Actually, r should have been a complex equivalent impedance.  I simplified
it way too much.  It is an inductive and resistive component rather than a
simple r.  It's magnitude is ~1200 ohms reactive, not resistive. Depending
on the true real resistance value, the equation may or may not make sense
and the dynamic nature of the signal can also make it much more complex than
the simple equation would imply.  I have more arm-waving equations (some of
which give exact numbers but I can't support them mathematically).  I will
spare you from them for now.  
        The LC values that would account for these frequencies are rather
low to be associated with purely space charge or atmospheric impedance
effects.  In the lightning case, I suspect the capacitance of the cloud, the
resistive dissipation of the lightning strike, and the inductance of the
earth have more to do with the low frequencies than standing waves between
the cloud and ground. However, our exact definitions of "standing waves" may
be conflicting here.

>As Rich Hull points out, lightning is an example of a rich source of RF
>frequencies, however, these frequencies tend to be much lower than
>originally suspected.  The Russian scientist, Kapitza, had a theory that a
>considerable amount of UHF power was being generated to produce plasma
>fireballs, and hence, ball lightning.  Martin Uman, in his book Lightning,
>discredits this theory with the references listed in his chapter on the RF
>spectrum produced by lightning discharges.  The frequencies are centered in
>the low VHF and HF areas with very little power in the UHF bands.
>Standing waves are produced between the discharge terminal and the ground
>terminal (or point).  As Terry points out in his excellent disertation, a
>Tesla secondary inductor equipped with a large top load torus, ie, large
>terminal capacitance in relationship to the distributed capacitance of the
>coil itself, does not operate with standing waves.  It tends to operate at
>one frequency and has no transmission line effects.  
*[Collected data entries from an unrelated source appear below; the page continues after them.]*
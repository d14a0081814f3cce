//! # Realmgate Sessions
//!
//! Session tracking driven by token events: one session per active token
//! family, concurrency caps with oldest-first eviction, device and location
//! anomaly detection, and a cancellable background loop that expires,
//! archives and prunes.

pub mod anomaly;
pub mod cleanup;
pub mod engine;
pub mod session;

pub use anomaly::{haversine_km, AnomalyDetector, PriorFootprint};
pub use cleanup::CleanupTask;
pub use engine::{CleanupStats, SessionEngine, REASON_MAX_SESSIONS};
pub use session::{
    InMemorySessionStore, Session, SessionHistoryEntry, SessionStatus, SessionStore,
};
//! # Realmgate Core
//!
//! Core types, traits, and interfaces for the Realmgate identity platform.
//! This crate defines the shared abstractions used across the system:
//! the unified error type, per-realm configuration, the clock and id
//! primitives, the lifecycle hook registry, and the realm-scoped service
//! table.

pub mod clock;
pub mod config;
pub mod device;
pub mod error;
pub mod hook;
pub mod id;
pub mod interfaces;
pub mod realm;
pub mod service;

// Re-exports for convenience
pub use clock::{Clock, FixedClock, SharedClock, SystemClock};
pub use config::{
    AnomalyDetectionConfig, AuditConfig, HookFailureStrategy, LockoutPolicy, MfaConfig,
    PasswordHashingConfig, RealmConfig, SessionConfig, TokenConfig, TokenRotation, TokenType,
    TokenValidity,
};
pub use error::{Error, Result};
pub use hook::{HookContext, HookKind, HookRegistry, HookReport, LifecycleHook, Priority};
pub use id::{
    AttemptId, AuditId, ChallengeId, DeviceId, MethodId, SessionId, TokenFamily, TokenId, UserId,
};
pub use interfaces::{GeoLocation, GeoLookup, Hasher, SecretCipher, Sender};
pub use realm::{Realm, RealmDescriptor};
pub use service::{Service, ServiceTable};

/// The current version of Realmgate
pub const VERSION: &str = env!("CARGO_PKG_VERSION");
        In free space,  The 1/4-wave wavelengths of the frequencies I see
are: (I should probably use the 1/2-wave frequencies here for this type of
system.  But then the distances would be far from believable???)

L = speed of light in feet/second / ( 4 * frequency)

35 feet at 7 MHz
14.5 feet at 17 MHz
7.5 feet at 33 MHz

        I have a hard time believing standing waves of these wavelengths are
being set up in my basement (I suspect the losses are too great to support
standing waves).  Although 7.5 feet is roughly the ceiling height and 14.5
feet is very roughly the room length, the walls are far from capable of
reflecting RF energy to any great degree (concrete and wood).  Also, the
placement of the coil would be awkward for such an effect.  If you look hard
enough you may find distances that match but you can also find many that do
not.  There is nothing I can see that would account for the powerful 7MHz
signal.  However, perhaps the standing wave theory is somewhat supported
here.  More testing will tell.  
        One problem I have with standing waves, is that they need a
prolonged source of reasonably pure single frequency energy in a relatively
low loss well defined system to be created.  I don't think a spark channel
is the "nice" kind of place they would be found.  
        A resonant ring down from a high-energy impulse would be something I
would believe if I could track down reasonable mechanisms to account for the
observations.  This is not the same effect as pure standing waves but could
be easily mistaken for standing waves.  Perhaps it would be the impulse
input case of standing waves?  The abrupt end to the event would be hard to
explain by this mechanism as well as the energy budgets of the signals.
Also remember that there are three frequencies and not just one (at least in
my case). This would also imply that the actual discharge is extremely fast.
In that case, the performance and ability of the top terminal to discharge
in a very brief (nano if not pico second) time would still have great
importance.  Also, the over voltage fields I see would be somewhat
explainable by such phenomena.  Perhaps it is time to set up the old wave
table from physics 101.....

>The harmonic frequencies as noted by Terry in his coil at 7, 17, and 33 MHZ
>can be surpressed by space winding the secondary inductor, or, as Rich Hull
>has done --- going to extremely large capacitance top loads to force the
>resonator to operate at a single fundamental frequency without a lot of HF

        The secondary is somewhat space wound at 0.030 inches per turn with
0.020 wire.  I do not believe the secondary inductor is a factor but I do
believe the secondary terminal characteristics are.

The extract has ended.